Start of INPUT
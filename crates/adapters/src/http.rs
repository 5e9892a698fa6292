use std::time::Duration;

use async_trait::async_trait;
use reqwest::{Client, RequestBuilder, Response, StatusCode};
use savedq_core::query_view::QueryView;
use savedq_core::saved_query::{Organization, SavedQueryRecord};
use savedq_core::saved_query_api::{ApiError, SavedQueryLister, SavedQueryUpdater};
use serde::Deserialize;

/// Talks to the discover saved-query endpoints of a Sentry-style API.
#[derive(Debug, Clone)]
pub struct HttpSavedQueryApi {
    client: Client,
    base_url: String,
    auth_token: Option<String>,
}

#[derive(Debug, Deserialize)]
struct ErrorBody {
    #[serde(default)]
    detail: Option<String>,
}

impl HttpSavedQueryApi {
    pub fn new(
        base_url: impl Into<String>,
        auth_token: Option<String>,
        timeout: Duration,
    ) -> Result<Self, ApiError> {
        let client = Client::builder()
            .timeout(timeout)
            .build()
            .map_err(|error| ApiError::Transport(error.to_string()))?;

        Ok(Self {
            client,
            base_url: base_url.into().trim_end_matches('/').to_string(),
            auth_token,
        })
    }

    #[must_use]
    pub fn saved_queries_url(&self, organization: &Organization) -> String {
        format!(
            "{}/api/0/organizations/{}/discover/saved/",
            self.base_url, organization.slug
        )
    }

    #[must_use]
    pub fn saved_query_url(&self, organization: &Organization, id: &str) -> String {
        format!("{}{id}/", self.saved_queries_url(organization))
    }

    fn authorize(&self, request: RequestBuilder) -> RequestBuilder {
        match &self.auth_token {
            Some(token) => request.bearer_auth(token),
            None => request,
        }
    }

    async fn send(&self, request: RequestBuilder) -> Result<Response, ApiError> {
        self.authorize(request)
            .send()
            .await
            .map_err(|error| ApiError::Transport(error.to_string()))
    }
}

async fn reject(response: Response, id: Option<&str>) -> ApiError {
    let status = response.status();
    if status == StatusCode::NOT_FOUND {
        if let Some(id) = id {
            return ApiError::NotFound { id: id.to_string() };
        }
    }

    let body = response.text().await.unwrap_or_default();
    ApiError::Rejected {
        status: status.as_u16(),
        detail: error_detail(&body),
    }
}

fn error_detail(body: &str) -> Option<String> {
    serde_json::from_str::<ErrorBody>(body)
        .ok()
        .and_then(|parsed| parsed.detail)
}

#[async_trait]
impl SavedQueryUpdater for HttpSavedQueryApi {
    async fn update_query_name(
        &self,
        organization: &Organization,
        view: &QueryView,
    ) -> Result<SavedQueryRecord, ApiError> {
        let id = view.id.as_deref().ok_or(ApiError::MissingId)?;
        let url = self.saved_query_url(organization, id);
        tracing::debug!(%url, "updating saved query");

        let response = self
            .send(self.client.put(&url).json(&view.to_record_payload()))
            .await?;
        if !response.status().is_success() {
            return Err(reject(response, Some(id)).await);
        }

        response
            .json::<SavedQueryRecord>()
            .await
            .map_err(|error| ApiError::Decode(error.to_string()))
    }
}

#[async_trait]
impl SavedQueryLister for HttpSavedQueryApi {
    async fn list_saved_queries(
        &self,
        organization: &Organization,
    ) -> Result<Vec<SavedQueryRecord>, ApiError> {
        let url = self.saved_queries_url(organization);
        let response = self.send(self.client.get(&url)).await?;
        if !response.status().is_success() {
            return Err(reject(response, None).await);
        }

        response
            .json::<Vec<SavedQueryRecord>>()
            .await
            .map_err(|error| ApiError::Decode(error.to_string()))
    }
}
use std::path::PathBuf;

use async_trait::async_trait;
use savedq_core::query_view::QueryView;
use savedq_core::saved_query::{
    FileSavedQueriesStore, Organization, SavedQueriesError, SavedQueryRecord,
};
use savedq_core::saved_query_api::{ApiError, SavedQueryLister, SavedQueryUpdater};
use tokio::sync::Mutex;

/// Serves saved queries from a TOML file, standing in for the server when
/// no API endpoint is configured. The organization is not used to scope
/// records.
#[derive(Debug)]
pub struct LocalSavedQueryApi {
    store: FileSavedQueriesStore,
    file_access: Mutex<()>,
}

impl LocalSavedQueryApi {
    #[must_use]
    pub fn new(store: FileSavedQueriesStore) -> Self {
        Self {
            store,
            file_access: Mutex::new(()),
        }
    }

    /// Opens the file once up front so a malformed store fails at startup.
    pub fn load_from_path(path: impl Into<PathBuf>) -> Result<Self, SavedQueriesError> {
        let store = FileSavedQueriesStore::new(path);
        store.load()?;
        Ok(Self::new(store))
    }
}

fn to_storage_error(error: SavedQueriesError) -> ApiError {
    ApiError::Storage(error.to_string())
}

#[async_trait]
impl SavedQueryUpdater for LocalSavedQueryApi {
    async fn update_query_name(
        &self,
        _organization: &Organization,
        view: &QueryView,
    ) -> Result<SavedQueryRecord, ApiError> {
        let id = view.id.as_deref().ok_or(ApiError::MissingId)?;
        let stamped_at = chrono::Utc::now().to_rfc3339();

        let _guard = self.file_access.lock().await;
        let saved = self
            .store
            .update_record(id, |existing| {
                let mut record = view.to_record_payload();
                record.date_created.clone_from(&existing.date_created);
                record.date_updated = Some(stamped_at);
                record
            })
            .map_err(to_storage_error)?
            .ok_or_else(|| ApiError::NotFound { id: id.to_string() })?;

        tracing::debug!(id, path = %self.store.path().display(), "saved query stored");
        Ok(saved)
    }
}

#[async_trait]
impl SavedQueryLister for LocalSavedQueryApi {
    async fn list_saved_queries(
        &self,
        _organization: &Organization,
    ) -> Result<Vec<SavedQueryRecord>, ApiError> {
        let _guard = self.file_access.lock().await;
        self.store.load().map_err(to_storage_error)
    }
}
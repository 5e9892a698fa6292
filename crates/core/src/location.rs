use std::sync::{Arc, Mutex, PoisonError};

use crate::query_view::QueryParams;

#[derive(Debug, Clone, Default, PartialEq, Eq)]
pub struct Location {
    pub pathname: String,
    pub query: QueryParams,
}

impl Location {
    #[must_use]
    pub fn new(pathname: impl Into<String>) -> Self {
        Self {
            pathname: pathname.into(),
            query: QueryParams::new(),
        }
    }

    #[must_use]
    pub fn to_url(&self) -> String {
        if self.query.is_empty() {
            self.pathname.clone()
        } else {
            format!("{}?{}", self.pathname, self.query.to_query_string())
        }
    }
}

/// The visible location of the current page.
pub trait LocationSink: Send + Sync {
    fn pathname(&self) -> String;

    /// Overwrites the whole query string without a reload.
    fn replace(&self, pathname: &str, query: QueryParams);
}

impl<T: LocationSink + ?Sized> LocationSink for Arc<T> {
    fn pathname(&self) -> String {
        (**self).pathname()
    }

    fn replace(&self, pathname: &str, query: QueryParams) {
        (**self).replace(pathname, query);
    }
}

#[derive(Debug, Default)]
struct LocationState {
    current: Location,
    replacements: usize,
}

/// Shared in-process location slot. Cloning shares the slot.
#[derive(Debug, Clone, Default)]
pub struct MemoryLocation {
    state: Arc<Mutex<LocationState>>,
}

impl MemoryLocation {
    #[must_use]
    pub fn new(initial: Location) -> Self {
        Self {
            state: Arc::new(Mutex::new(LocationState {
                current: initial,
                replacements: 0,
            })),
        }
    }

    #[must_use]
    pub fn current(&self) -> Location {
        self.state
            .lock()
            .unwrap_or_else(PoisonError::into_inner)
            .current
            .clone()
    }

    #[must_use]
    pub fn replacements(&self) -> usize {
        self.state
            .lock()
            .unwrap_or_else(PoisonError::into_inner)
            .replacements
    }
}

impl LocationSink for MemoryLocation {
    fn pathname(&self) -> String {
        self.current().pathname
    }

    fn replace(&self, pathname: &str, query: QueryParams) {
        let mut state = self.state.lock().unwrap_or_else(PoisonError::into_inner);
        state.current = Location {
            pathname: pathname.to_string(),
            query,
        };
        state.replacements += 1;
    }
}

#[cfg(test)]
mod tests {
    use super::{Location, LocationSink, MemoryLocation};
    use crate::query_view::QueryParams;

    #[test]
    fn replace_overwrites_query_and_counts_writes() {
        let mut initial = Location::new("/organizations/acme/discover/results/");
        initial.query.insert_single("stale", "yes");
        let location = MemoryLocation::new(initial);

        let mut query = QueryParams::new();
        query.insert_single("name", "New");
        location.replace(&location.pathname(), query.clone());

        let current = location.current();
        assert_eq!(current.pathname, "/organizations/acme/discover/results/");
        assert_eq!(current.query, query);
        assert_eq!(location.replacements(), 1);
    }

    #[test]
    fn clones_share_the_same_slot() {
        let location = MemoryLocation::new(Location::new("/results/"));
        let other = location.clone();

        let mut query = QueryParams::new();
        query.insert_single("id", "5");
        other.replace("/results/", query);

        assert_eq!(location.current().to_url(), "/results/?id=5");
    }

    #[test]
    fn url_without_query_is_bare_path() {
        assert_eq!(Location::new("/results/").to_url(), "/results/");
    }
}
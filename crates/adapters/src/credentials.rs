use savedq_core::config::{AppConfig, TokenSource};

const DEFAULT_KEYRING_SERVICE: &str = "savedq";

/// Resolves the API token. With the keyring source, a token found only in
/// the environment is written to the keyring for next time.
#[must_use]
pub fn resolve_auth_token(config: &AppConfig) -> Option<String> {
    let env_token = config.env_auth_token();

    match config.token_source {
        TokenSource::EnvVar => env_token,
        TokenSource::Keyring => {
            if let Some(token) = load_keyring_token(config) {
                return Some(token);
            }

            if let Some(token) = env_token {
                store_keyring_token(config, &token);
                return Some(token);
            }

            None
        }
    }
}

fn non_empty(value: Option<&str>) -> Option<&str> {
    value.and_then(|raw| {
        let trimmed = raw.trim();
        (!trimmed.is_empty()).then_some(trimmed)
    })
}

#[cfg_attr(
    not(any(target_os = "linux", target_os = "macos", target_os = "windows")),
    allow(dead_code)
)]
fn keyring_target(config: &AppConfig) -> (&str, &str) {
    let service = non_empty(config.keyring_service.as_deref()).unwrap_or(DEFAULT_KEYRING_SERVICE);
    let account =
        non_empty(config.keyring_account.as_deref()).unwrap_or(config.organization.as_str());
    (service, account)
}

#[cfg(any(target_os = "linux", target_os = "macos", target_os = "windows"))]
fn load_keyring_token(config: &AppConfig) -> Option<String> {
    let entry = keyring_entry(config)?;
    entry.get_password().ok().filter(|token| !token.is_empty())
}

#[cfg(not(any(target_os = "linux", target_os = "macos", target_os = "windows")))]
fn load_keyring_token(_config: &AppConfig) -> Option<String> {
    None
}

#[cfg(any(target_os = "linux", target_os = "macos", target_os = "windows"))]
fn store_keyring_token(config: &AppConfig, token: &str) {
    if token.is_empty() {
        return;
    }
    if let Some(entry) = keyring_entry(config) {
        if let Err(error) = entry.set_password(token) {
            tracing::warn!(%error, "failed to store API token in keyring");
        }
    }
}

#[cfg(not(any(target_os = "linux", target_os = "macos", target_os = "windows")))]
fn store_keyring_token(_config: &AppConfig, _token: &str) {}

#[cfg(any(target_os = "linux", target_os = "macos", target_os = "windows"))]
fn keyring_entry(config: &AppConfig) -> Option<keyring::Entry> {
    let (service, account) = keyring_target(config);
    keyring::Entry::new(service, account).ok()
}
End of INPUT
PROBLEM TO WORK ON
Scan the material above for the string "format" and return the lines that hold it.

EXERCISE ANSWER
        format!(
        format!("{}{id}/", self.saved_queries_url(organization))
            format!("{}?{}", self.pathname, self.query.to_query_string())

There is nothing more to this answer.